EXCERPTED RECORDS:
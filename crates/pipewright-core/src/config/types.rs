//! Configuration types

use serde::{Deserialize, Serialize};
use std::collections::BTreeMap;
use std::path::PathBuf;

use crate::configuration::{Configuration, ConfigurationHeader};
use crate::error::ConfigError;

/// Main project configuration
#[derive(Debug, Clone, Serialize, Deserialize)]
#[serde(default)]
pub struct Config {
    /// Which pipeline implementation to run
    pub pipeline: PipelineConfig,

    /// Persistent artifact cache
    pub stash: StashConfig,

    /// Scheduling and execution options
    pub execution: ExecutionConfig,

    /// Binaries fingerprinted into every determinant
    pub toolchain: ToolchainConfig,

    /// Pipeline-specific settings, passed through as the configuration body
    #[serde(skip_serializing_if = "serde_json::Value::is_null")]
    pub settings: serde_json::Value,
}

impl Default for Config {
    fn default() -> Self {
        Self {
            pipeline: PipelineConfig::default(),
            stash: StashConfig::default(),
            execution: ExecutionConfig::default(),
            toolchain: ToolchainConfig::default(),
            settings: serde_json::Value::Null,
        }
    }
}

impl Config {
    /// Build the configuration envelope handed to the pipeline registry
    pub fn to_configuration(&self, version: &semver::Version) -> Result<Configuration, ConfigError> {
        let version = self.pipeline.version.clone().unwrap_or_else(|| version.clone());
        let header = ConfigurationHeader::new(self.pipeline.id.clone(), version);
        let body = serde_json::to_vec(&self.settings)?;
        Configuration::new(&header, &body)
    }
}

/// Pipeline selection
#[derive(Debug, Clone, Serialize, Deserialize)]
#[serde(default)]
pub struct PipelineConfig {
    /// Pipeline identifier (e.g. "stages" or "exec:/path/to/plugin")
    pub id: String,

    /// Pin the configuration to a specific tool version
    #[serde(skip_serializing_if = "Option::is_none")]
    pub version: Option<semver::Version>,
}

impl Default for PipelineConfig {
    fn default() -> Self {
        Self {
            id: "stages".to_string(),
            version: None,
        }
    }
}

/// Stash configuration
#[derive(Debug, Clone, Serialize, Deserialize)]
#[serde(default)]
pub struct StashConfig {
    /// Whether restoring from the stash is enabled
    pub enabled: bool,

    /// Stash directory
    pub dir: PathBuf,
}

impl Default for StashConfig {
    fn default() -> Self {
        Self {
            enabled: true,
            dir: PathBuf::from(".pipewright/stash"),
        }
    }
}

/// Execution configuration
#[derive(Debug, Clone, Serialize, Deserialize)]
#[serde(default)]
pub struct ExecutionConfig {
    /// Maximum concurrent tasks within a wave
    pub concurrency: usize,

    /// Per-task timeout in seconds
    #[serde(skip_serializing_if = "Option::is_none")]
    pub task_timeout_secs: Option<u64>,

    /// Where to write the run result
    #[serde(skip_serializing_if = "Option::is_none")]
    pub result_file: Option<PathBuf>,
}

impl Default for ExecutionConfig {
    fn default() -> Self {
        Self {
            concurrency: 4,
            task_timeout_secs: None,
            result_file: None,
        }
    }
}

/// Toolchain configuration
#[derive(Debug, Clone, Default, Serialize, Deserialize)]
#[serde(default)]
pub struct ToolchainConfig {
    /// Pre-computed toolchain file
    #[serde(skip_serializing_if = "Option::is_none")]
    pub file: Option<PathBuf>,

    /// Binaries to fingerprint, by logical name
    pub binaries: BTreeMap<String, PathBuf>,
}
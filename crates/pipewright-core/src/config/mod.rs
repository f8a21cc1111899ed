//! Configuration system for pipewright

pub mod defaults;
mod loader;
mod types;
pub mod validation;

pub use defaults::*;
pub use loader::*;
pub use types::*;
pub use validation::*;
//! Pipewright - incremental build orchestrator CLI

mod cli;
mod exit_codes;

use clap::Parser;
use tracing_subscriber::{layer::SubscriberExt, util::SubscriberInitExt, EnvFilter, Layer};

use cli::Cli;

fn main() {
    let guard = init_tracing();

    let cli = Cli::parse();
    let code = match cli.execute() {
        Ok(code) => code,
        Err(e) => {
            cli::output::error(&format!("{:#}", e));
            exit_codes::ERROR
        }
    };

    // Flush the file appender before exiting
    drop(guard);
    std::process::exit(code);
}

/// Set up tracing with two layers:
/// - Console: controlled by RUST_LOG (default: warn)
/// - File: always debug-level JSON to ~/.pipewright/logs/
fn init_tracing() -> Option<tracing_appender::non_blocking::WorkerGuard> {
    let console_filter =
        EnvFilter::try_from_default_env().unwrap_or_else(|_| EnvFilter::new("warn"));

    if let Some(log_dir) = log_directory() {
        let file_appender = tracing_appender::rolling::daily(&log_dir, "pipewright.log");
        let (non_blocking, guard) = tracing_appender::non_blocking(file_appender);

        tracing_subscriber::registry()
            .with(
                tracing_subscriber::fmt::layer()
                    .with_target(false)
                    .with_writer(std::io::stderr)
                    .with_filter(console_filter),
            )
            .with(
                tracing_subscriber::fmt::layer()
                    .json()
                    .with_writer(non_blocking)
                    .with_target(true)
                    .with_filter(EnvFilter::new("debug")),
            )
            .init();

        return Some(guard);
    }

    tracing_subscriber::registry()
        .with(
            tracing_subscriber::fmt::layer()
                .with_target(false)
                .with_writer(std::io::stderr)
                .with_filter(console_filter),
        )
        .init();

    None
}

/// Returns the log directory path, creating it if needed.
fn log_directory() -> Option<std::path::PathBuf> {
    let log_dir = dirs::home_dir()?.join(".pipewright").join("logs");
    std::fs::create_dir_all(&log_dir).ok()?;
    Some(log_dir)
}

TRY IT: Going back over the entries above, copy word for word every line from the one that has "#[derive(Debug, Clone, Default, Serialize, Deserialize)]" on through the one that has "system for pipewright".

PROBLEM SOLUTION:
#[derive(Debug, Clone, Default, Serialize, Deserialize)]
#[serde(default)]
pub struct ToolchainConfig {
    /// Pre-computed toolchain file
    #[serde(skip_serializing_if = "Option::is_none")]
    pub file: Option<PathBuf>,

    /// Binaries to fingerprint, by logical name
    pub binaries: BTreeMap<String, PathBuf>,
}
filename crates/pipewright-core/src/config/mod.rs
repository f8a21cc1111899ed
//! Configuration system for pipewright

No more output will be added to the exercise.